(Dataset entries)
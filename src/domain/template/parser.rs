//! Two-pass template parser.
//!
//! Pass 1 lifts `&&KEY = VALUE&&` directive lines out of the document.
//! Pass 2 collects `##KEY##` placeholder markers from what remains.

use std::collections::BTreeMap;
use std::path::Path;
use std::sync::LazyLock;

use chrono::Datelike;
use regex::Regex;

use crate::domain::config::tool_config::DEFAULT_SOURCE_EXTENSION;

use super::descriptor::{EXTENSION, MENUNAME, PRIORITY, TemplateDescriptor};
use super::placeholders::{CLASS_NAME, Placeholders, YEAR};

static DIRECTIVE: LazyLock<Regex> = LazyLock::new(|| {
    Regex::new(r"&&(\w+)[ \t]*=[ \t]*(.?[\w/# ]+)&&(?:\r?\n)?")
        .expect("directive pattern must be valid")
});

static PLACEHOLDER: LazyLock<Regex> =
    LazyLock::new(|| Regex::new(r"##(\w+)##").expect("placeholder pattern must be valid"));

/// Parser turning raw template text into a [`TemplateDescriptor`].
#[derive(Debug, Clone)]
pub struct TemplateParser {
    default_extension: String,
    year: i32,
}

impl Default for TemplateParser {
    fn default() -> Self {
        Self::new(DEFAULT_SOURCE_EXTENSION)
    }
}

impl TemplateParser {
    /// Parser stamping `Year` with the current local year.
    pub fn new(default_extension: impl Into<String>) -> Self {
        Self { default_extension: default_extension.into(), year: chrono::Local::now().year() }
    }

    /// Override the year used for the `Year` placeholder.
    pub fn with_year(mut self, year: i32) -> Self {
        self.year = year;
        self
    }

    /// Parse `raw` read from `filename`.
    ///
    /// Returns `None` only for an empty document. Markup that does not match
    /// either pattern is left in the body untouched.
    pub fn parse(&self, raw: &str, filename: impl AsRef<Path>) -> Option<TemplateDescriptor> {
        if raw.is_empty() {
            return None;
        }
        let filename = filename.as_ref();

        let (mut directives, body) = lift_directives(raw);

        directives
            .entry(EXTENSION.to_string())
            .or_insert_with(|| self.default_extension.clone());

        let mut placeholders = Placeholders::new();
        placeholders.register(CLASS_NAME, "");
        for caps in PLACEHOLDER.captures_iter(&body) {
            let key = &caps[1];
            if placeholders.register(key, "") && key == YEAR {
                placeholders.set(key, self.year.to_string());
            }
        }

        let menu_label = directives
            .get(MENUNAME)
            .filter(|name| !name.is_empty())
            .cloned()
            .unwrap_or_else(|| file_stem(filename));

        let priority =
            directives.get(PRIORITY).and_then(|value| value.parse::<i32>().ok()).unwrap_or(0);

        Some(TemplateDescriptor {
            menu_label,
            directives,
            placeholders,
            body,
            priority,
            source: filename.to_path_buf(),
        })
    }
}

/// Collect and remove directive spans until none are left.
///
/// Removing one span can join the text around it into a new directive, so
/// stripping repeats until the body no longer matches. The first value seen
/// for a key wins across all rounds.
fn lift_directives(text: &str) -> (BTreeMap<String, String>, String) {
    let mut directives = BTreeMap::new();
    let mut body = text.to_string();
    while DIRECTIVE.is_match(&body) {
        for caps in DIRECTIVE.captures_iter(&body) {
            directives
                .entry(caps[1].to_uppercase())
                .or_insert_with(|| caps[2].trim().to_string());
        }
        body = DIRECTIVE.replace_all(&body, "").into_owned();
    }
    (directives, body)
}

/// Remove every directive span (and its line break) from `text`.
pub fn strip_directives(text: &str) -> String {
    lift_directives(text).1
}

fn file_stem(path: &Path) -> String {
    path.file_stem().map(|stem| stem.to_string_lossy().into_owned()).unwrap_or_default()
}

*WHAT IS NEEDED*.
Return all of the entries exactly as they were supplied.

*RESULT FOR THIS TASK*.
filename src/domain/template/parser.rs
//! Two-pass template parser.
//!
//! Pass 1 lifts `&&KEY = VALUE&&` directive lines out of the document.
//! Pass 2 collects `##KEY##` placeholder markers from what remains.

use std::collections::BTreeMap;
use std::path::Path;
use std::sync::LazyLock;

use chrono::Datelike;
use regex::Regex;

use crate::domain::config::tool_config::DEFAULT_SOURCE_EXTENSION;

use super::descriptor::{EXTENSION, MENUNAME, PRIORITY, TemplateDescriptor};
use super::placeholders::{CLASS_NAME, Placeholders, YEAR};

static DIRECTIVE: LazyLock<Regex> = LazyLock::new(|| {
    Regex::new(r"&&(\w+)[ \t]*=[ \t]*(.?[\w/# ]+)&&(?:\r?\n)?")
        .expect("directive pattern must be valid")
});

static PLACEHOLDER: LazyLock<Regex> =
    LazyLock::new(|| Regex::new(r"##(\w+)##").expect("placeholder pattern must be valid"));

/// Parser turning raw template text into a [`TemplateDescriptor`].
#[derive(Debug, Clone)]
pub struct TemplateParser {
    default_extension: String,
    year: i32,
}

impl Default for TemplateParser {
    fn default() -> Self {
        Self::new(DEFAULT_SOURCE_EXTENSION)
    }
}

impl TemplateParser {
    /// Parser stamping `Year` with the current local year.
    pub fn new(default_extension: impl Into<String>) -> Self {
        Self { default_extension: default_extension.into(), year: chrono::Local::now().year() }
    }

    /// Override the year used for the `Year` placeholder.
    pub fn with_year(mut self, year: i32) -> Self {
        self.year = year;
        self
    }

    /// Parse `raw` read from `filename`.
    ///
    /// Returns `None` only for an empty document. Markup that does not match
    /// either pattern is left in the body untouched.
    pub fn parse(&self, raw: &str, filename: impl AsRef<Path>) -> Option<TemplateDescriptor> {
        if raw.is_empty() {
            return None;
        }
        let filename = filename.as_ref();

        let (mut directives, body) = lift_directives(raw);

        directives
            .entry(EXTENSION.to_string())
            .or_insert_with(|| self.default_extension.clone());

        let mut placeholders = Placeholders::new();
        placeholders.register(CLASS_NAME, "");
        for caps in PLACEHOLDER.captures_iter(&body) {
            let key = &caps[1];
            if placeholders.register(key, "") && key == YEAR {
                placeholders.set(key, self.year.to_string());
            }
        }

        let menu_label = directives
            .get(MENUNAME)
            .filter(|name| !name.is_empty())
            .cloned()
            .unwrap_or_else(|| file_stem(filename));

        let priority =
            directives.get(PRIORITY).and_then(|value| value.parse::<i32>().ok()).unwrap_or(0);

        Some(TemplateDescriptor {
            menu_label,
            directives,
            placeholders,
            body,
            priority,
            source: filename.to_path_buf(),
        })
    }
}

/// Collect and remove directive spans until none are left.
///
/// Removing one span can join the text around it into a new directive, so
/// stripping repeats until the body no longer matches. The first value seen
/// for a key wins across all rounds.
fn lift_directives(text: &str) -> (BTreeMap<String, String>, String) {
    let mut directives = BTreeMap::new();
    let mut body = text.to_string();
    while DIRECTIVE.is_match(&body) {
        for caps in DIRECTIVE.captures_iter(&body) {
            directives
                .entry(caps[1].to_uppercase())
                .or_insert_with(|| caps[2].trim().to_string());
        }
        body = DIRECTIVE.replace_all(&body, "").into_owned();
    }
    (directives, body)
}

/// Remove every directive span (and its line break) from `text`.
pub fn strip_directives(text: &str) -> String {
    lift_directives(text).1
}

fn file_stem(path: &Path) -> String {
    path.file_stem().map(|stem| stem.to_string_lossy().into_owned()).unwrap_or_default()
}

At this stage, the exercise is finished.